Vincitore 2012

Premio per la narrativa – Riva del Garda 31 marzo 2012

Motivazioni della giuria

La Giuria del Premio Mario Rigoni Stern per la letteratura multilingue delle Alpi, sezione narrativa, assegna la prima edizione del Premio allo scrittore Alojz Rebula per l’opera Notturno sull’Isonzo, traduzione italiana dallo sloveno di Martina Clerici di Nokturno za Primorsko.
L’opera viene definita come il capolavoro di Rebula sul coraggio e la determinazione di chi ha sacrificato la propria vita per difendere la dignità umana. Come la passata edizione era stata attribuita a un autore di lingua francese, ma operante sul versante transfontaliero italo-francese, così questa edizione intende premiare un autore di lingua slovena, ma attivo sul versante italo-sloveno.
L’Autore con la sua opera rappresenta, nel contesto culturale poliglotta che fa riferimento all’arco alpino, una espressione particolarmente significativa del territorio e delle sue genti, bene cogliendo il messaggio del Premio intitolato a Mario Rigoni Stern, inteso a perpetuarne i valori di fratellanza tra i popoli, di rispetto dell’ambiente, di umanità alpina. Per il futuro europeo questo messaggio risulta particolarmente attuale e di stimolo alle giovani generazioni.

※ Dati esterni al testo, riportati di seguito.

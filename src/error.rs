//! Domain error taxonomy shared by the queue, the orchestrator and the HTTP
//! layer.

use axum::http::StatusCode;
use thiserror::Error;

pub type Result<T> = std::result::Result<T, MedisError>;

#[derive(Error, Debug, Clone, PartialEq, Eq)]
pub enum MedisError {
    /// Bad or disallowed URL, malformed id.
    #[error("{0}")]
    Validation(String),

    /// Admission rejected because the queue is at capacity.
    #[error("{0}")]
    Capacity(String),

    #[error("{0}")]
    NotFound(String),

    #[error("{0}")]
    AccessDenied(String),

    #[error("{0}")]
    PlaylistFetch(String),

    #[error("Metadata extraction failed: {0}")]
    MetadataExtraction(String),

    #[error("{0}")]
    DownloadExecution(String),

    #[error("Persistence failed: {0}")]
    Persistence(String),
}

impl MedisError {
    pub fn validation(msg: impl Into<String>) -> Self {
        Self::Validation(msg.into())
    }

    pub fn not_found(msg: impl Into<String>) -> Self {
        Self::NotFound(msg.into())
    }

    /// HTTP status used when the error surfaces synchronously to a caller.
    pub fn status_code(&self) -> StatusCode {
        match self {
            Self::Validation(_) => StatusCode::BAD_REQUEST,
            Self::Capacity(_) => StatusCode::TOO_MANY_REQUESTS,
            Self::NotFound(_) => StatusCode::NOT_FOUND,
            Self::AccessDenied(_) => StatusCode::FORBIDDEN,
            Self::PlaylistFetch(_)
            | Self::MetadataExtraction(_)
            | Self::DownloadExecution(_)
            | Self::Persistence(_) => StatusCode::INTERNAL_SERVER_ERROR,
        }
    }

    /// Message pushed to observers in a `downloadError` event.
    pub fn user_message(&self) -> &'static str {
        friendly_download_message(&self.to_string())
    }
}

/// Ordered list of raw yt-dlp error fragments and the text shown to users.
/// The first matching fragment wins.
const FRIENDLY_MESSAGES: &[(&[&str], &str)] = &[
    (&["unsupported url"], "The provided URL is not supported"),
    (
        &["video unavailable"],
        "This video is unavailable or has been removed",
    ),
    (
        &["permission denied"],
        "Cookie file permission denied. Please restart MEDIS",
    ),
    (
        &["sign in", "403: forbidden"],
        "Download failed: This video may be private or regionally restricted. Using a cookies file might help",
    ),
    (
        &["the downloaded file is empty"],
        "Download failed: The file is empty, possibly due to regional restrictions or protection",
    ),
    (&["404"], "Could not find the video. Please check the URL"),
    (
        &["metadata extraction failed"],
        "Failed to get video info. The URL might be incorrect or private",
    ),
];

pub const UNKNOWN_DOWNLOAD_ERROR: &str =
    "An unknown download error occurred. Please check the server logs for more details";

/// Maps a raw tool error to a sanitized, human readable message. Raw output
/// never reaches observers.
pub fn friendly_download_message(raw: &str) -> &'static str {
    let lowered = raw.to_lowercase();
    FRIENDLY_MESSAGES
        .iter()
        .find(|(needles, _)| needles.iter().any(|needle| lowered.contains(needle)))
        .map(|(_, message)| *message)
        .unwrap_or(UNKNOWN_DOWNLOAD_ERROR)
}

#[cfg(test)]
mod tests {
    use super::*;

    #[test]
    fn status_codes_follow_taxonomy() {
        assert_eq!(
            MedisError::validation("bad").status_code(),
            StatusCode::BAD_REQUEST
        );
        assert_eq!(
            MedisError::Capacity("full".into()).status_code(),
            StatusCode::TOO_MANY_REQUESTS
        );
        assert_eq!(
            MedisError::AccessDenied("private".into()).status_code(),
            StatusCode::FORBIDDEN
        );
        assert_eq!(
            MedisError::not_found("none").status_code(),
            StatusCode::NOT_FOUND
        );
        assert_eq!(
            MedisError::PlaylistFetch("boom".into()).status_code(),
            StatusCode::INTERNAL_SERVER_ERROR
        );
    }

    #[test]
    fn metadata_errors_carry_prefix() {
        let err = MedisError::MetadataExtraction("ERROR: Video unavailable".into());
        assert_eq!(
            err.to_string(),
            "Metadata extraction failed: ERROR: Video unavailable"
        );
    }

    #[test]
    fn unavailable_video_wins_over_metadata_prefix() {
        let err = MedisError::MetadataExtraction("ERROR: [youtube] abc: Video unavailable".into());
        assert_eq!(
            err.user_message(),
            "This video is unavailable or has been removed"
        );
    }

    #[test]
    fn bare_metadata_failure_gets_generic_info_message() {
        let err = MedisError::MetadataExtraction("exit status 1".into());
        assert_eq!(
            err.user_message(),
            "Failed to get video info. The URL might be incorrect or private"
        );
    }

    #[test]
    fn friendly_messages_match_case_insensitively() {
        assert_eq!(
            friendly_download_message("ERROR: Unsupported URL: https://x"),
            "The provided URL is not supported"
        );
        assert_eq!(
            friendly_download_message("HTTP Error 403: Forbidden"),
            "Download failed: This video may be private or regionally restricted. Using a cookies file might help"
        );
        assert_eq!(
            friendly_download_message("Sign in to confirm your age"),
            "Download failed: This video may be private or regionally restricted. Using a cookies file might help"
        );
        assert_eq!(
            friendly_download_message("HTTP Error 404: Not Found"),
            "Could not find the video. Please check the URL"
        );
        assert_eq!(
            friendly_download_message("ERROR: The downloaded file is empty"),
            "Download failed: The file is empty, possibly due to regional restrictions or protection"
        );
        assert_eq!(friendly_download_message("segfault"), UNKNOWN_DOWNLOAD_ERROR);
    }
}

Notturno sull’Isonzo riprende il ciclo di romanzi ruotanti intorno alla vita dei sacerdoti e che la critica inserisce in un filone ben distinto. Esso si ispira alla vita di un sacerdote realmente esistito, don Filip Terčelj, di cui Florijan Burnik è l’alter ego letterario. L’autore descrive il tragico destino che investì tanti preti sloveni, e con loro anche tanti cittadini che hanno operato nel nome della libertà. vittime dei totalitarismi del secolo scorso: dapprima il fascismo, che confina il prete in una località del sud Italia, poi il nazismo, che lo rinchiude in un campo di concentramento. Infine il comunismo, che lo fa assassinare senza tanti complimenti. Spicca nel racconto una costante tensione tra l’uomo e Dio, tra l’uomo e la storia, fino all’ultima riconciliazione interiore.
Per questo, il romanzo è un singolare monumento eretto alla memoria di tutti i sacerdoti sloveni della Primorska, nonché un eccezionale monito al superamento dei nazionalismi di ieri e di oggi, ma anche di un domani prossimo venturo.
Nell’ottica del Premio “Mario Rigoni Stern”, l’affermazione di Alojz Rebula viene riconosciuta dalla Giuria all’interno di una buona presenza di autori internazionali di narrativa, tra cui spiccano nomi già affermati e giovani promesse

Riva del Garda, 9 marzo 2012

La Giuria del Premio Mario Rigoni Stern, sezione narrativa:
Eraldo Affinati, Marie Hélène Angelini, Fernando Bandini, Margherita Detomas, Paolo Rumiz, Graziano Riccadonna (coordinatore).